_WORK TO BE COMPLETED_: Copy each line of the material beneath that holds the word "Scrolled".

_PROVIDED RECORDS_:
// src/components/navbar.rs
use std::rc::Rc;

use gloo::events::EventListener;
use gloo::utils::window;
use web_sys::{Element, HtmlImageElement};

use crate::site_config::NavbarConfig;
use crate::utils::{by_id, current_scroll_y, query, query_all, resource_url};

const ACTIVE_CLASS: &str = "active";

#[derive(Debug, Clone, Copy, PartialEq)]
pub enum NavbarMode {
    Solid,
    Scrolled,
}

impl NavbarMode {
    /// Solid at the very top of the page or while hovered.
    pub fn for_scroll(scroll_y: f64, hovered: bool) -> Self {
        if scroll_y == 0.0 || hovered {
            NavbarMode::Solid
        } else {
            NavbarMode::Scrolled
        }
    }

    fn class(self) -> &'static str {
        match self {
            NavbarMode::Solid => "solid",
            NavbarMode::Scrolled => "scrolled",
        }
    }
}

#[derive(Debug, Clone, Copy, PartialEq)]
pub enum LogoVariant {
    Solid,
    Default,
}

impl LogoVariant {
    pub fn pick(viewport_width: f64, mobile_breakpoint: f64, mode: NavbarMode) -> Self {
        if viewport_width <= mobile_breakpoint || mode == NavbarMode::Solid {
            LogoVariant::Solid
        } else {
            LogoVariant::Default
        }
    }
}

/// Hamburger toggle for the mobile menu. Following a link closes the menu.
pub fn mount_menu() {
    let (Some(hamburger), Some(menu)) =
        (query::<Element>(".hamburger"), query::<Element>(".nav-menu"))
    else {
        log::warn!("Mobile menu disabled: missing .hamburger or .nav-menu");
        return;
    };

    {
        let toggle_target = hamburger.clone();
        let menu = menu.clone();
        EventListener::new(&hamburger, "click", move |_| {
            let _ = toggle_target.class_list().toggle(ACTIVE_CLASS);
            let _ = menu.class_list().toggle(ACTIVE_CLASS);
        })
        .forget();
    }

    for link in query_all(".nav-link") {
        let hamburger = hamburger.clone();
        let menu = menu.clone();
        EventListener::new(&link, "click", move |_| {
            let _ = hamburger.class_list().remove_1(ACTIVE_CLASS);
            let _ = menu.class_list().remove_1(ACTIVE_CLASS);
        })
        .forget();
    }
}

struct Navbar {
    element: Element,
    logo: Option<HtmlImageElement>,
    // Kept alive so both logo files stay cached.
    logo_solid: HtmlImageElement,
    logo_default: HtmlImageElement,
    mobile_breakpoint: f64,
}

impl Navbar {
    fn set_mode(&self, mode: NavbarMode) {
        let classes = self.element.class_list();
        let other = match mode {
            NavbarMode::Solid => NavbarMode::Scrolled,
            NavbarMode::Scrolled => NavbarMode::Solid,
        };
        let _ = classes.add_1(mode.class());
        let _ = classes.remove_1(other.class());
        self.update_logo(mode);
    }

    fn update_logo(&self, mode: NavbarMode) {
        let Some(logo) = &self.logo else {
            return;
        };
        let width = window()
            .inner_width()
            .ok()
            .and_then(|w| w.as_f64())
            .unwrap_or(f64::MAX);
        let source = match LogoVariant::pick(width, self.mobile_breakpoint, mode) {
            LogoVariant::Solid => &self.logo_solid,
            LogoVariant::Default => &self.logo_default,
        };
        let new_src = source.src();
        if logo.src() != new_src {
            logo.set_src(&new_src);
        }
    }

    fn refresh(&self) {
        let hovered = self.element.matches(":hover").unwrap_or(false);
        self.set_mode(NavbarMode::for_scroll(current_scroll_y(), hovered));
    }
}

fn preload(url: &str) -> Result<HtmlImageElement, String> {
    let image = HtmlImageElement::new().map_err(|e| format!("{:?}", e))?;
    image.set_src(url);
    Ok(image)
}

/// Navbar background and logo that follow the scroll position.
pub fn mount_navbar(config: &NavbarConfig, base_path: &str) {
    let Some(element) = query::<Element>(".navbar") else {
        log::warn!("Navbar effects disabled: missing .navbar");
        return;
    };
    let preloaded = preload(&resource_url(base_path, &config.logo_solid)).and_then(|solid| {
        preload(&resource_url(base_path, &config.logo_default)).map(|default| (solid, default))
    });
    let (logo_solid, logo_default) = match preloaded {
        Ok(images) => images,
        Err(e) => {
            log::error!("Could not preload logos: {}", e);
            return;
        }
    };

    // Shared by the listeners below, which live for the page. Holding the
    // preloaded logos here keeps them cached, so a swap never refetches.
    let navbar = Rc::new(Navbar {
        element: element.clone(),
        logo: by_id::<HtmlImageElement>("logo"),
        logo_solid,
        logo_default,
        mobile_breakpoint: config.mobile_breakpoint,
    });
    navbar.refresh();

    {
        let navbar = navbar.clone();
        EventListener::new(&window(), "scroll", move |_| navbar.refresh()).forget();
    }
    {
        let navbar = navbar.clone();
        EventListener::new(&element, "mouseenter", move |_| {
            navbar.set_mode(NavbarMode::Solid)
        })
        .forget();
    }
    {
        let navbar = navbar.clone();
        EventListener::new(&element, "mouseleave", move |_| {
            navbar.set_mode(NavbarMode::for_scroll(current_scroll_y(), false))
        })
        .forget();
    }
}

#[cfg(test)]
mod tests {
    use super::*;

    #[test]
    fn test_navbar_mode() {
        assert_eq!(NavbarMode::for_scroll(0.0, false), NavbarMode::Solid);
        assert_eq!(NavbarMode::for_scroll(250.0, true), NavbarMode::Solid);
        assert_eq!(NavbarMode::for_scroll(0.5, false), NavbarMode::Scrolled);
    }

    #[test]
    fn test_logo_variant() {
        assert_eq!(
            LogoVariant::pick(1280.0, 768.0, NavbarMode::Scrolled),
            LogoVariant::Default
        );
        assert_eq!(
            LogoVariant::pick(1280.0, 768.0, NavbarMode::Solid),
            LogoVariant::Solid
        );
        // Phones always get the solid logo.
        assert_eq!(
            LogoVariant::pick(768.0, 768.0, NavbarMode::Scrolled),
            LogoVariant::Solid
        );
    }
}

_TASK SOLUTION_:
    Scrolled,
            NavbarMode::Scrolled
            NavbarMode::Scrolled => "scrolled",
            NavbarMode::Solid => NavbarMode::Scrolled,
            NavbarMode::Scrolled => NavbarMode::Solid,
        assert_eq!(NavbarMode::for_scroll(0.5, false), NavbarMode::Scrolled);
            LogoVariant::pick(1280.0, 768.0, NavbarMode::Scrolled),
            LogoVariant::pick(768.0, 768.0, NavbarMode::Scrolled),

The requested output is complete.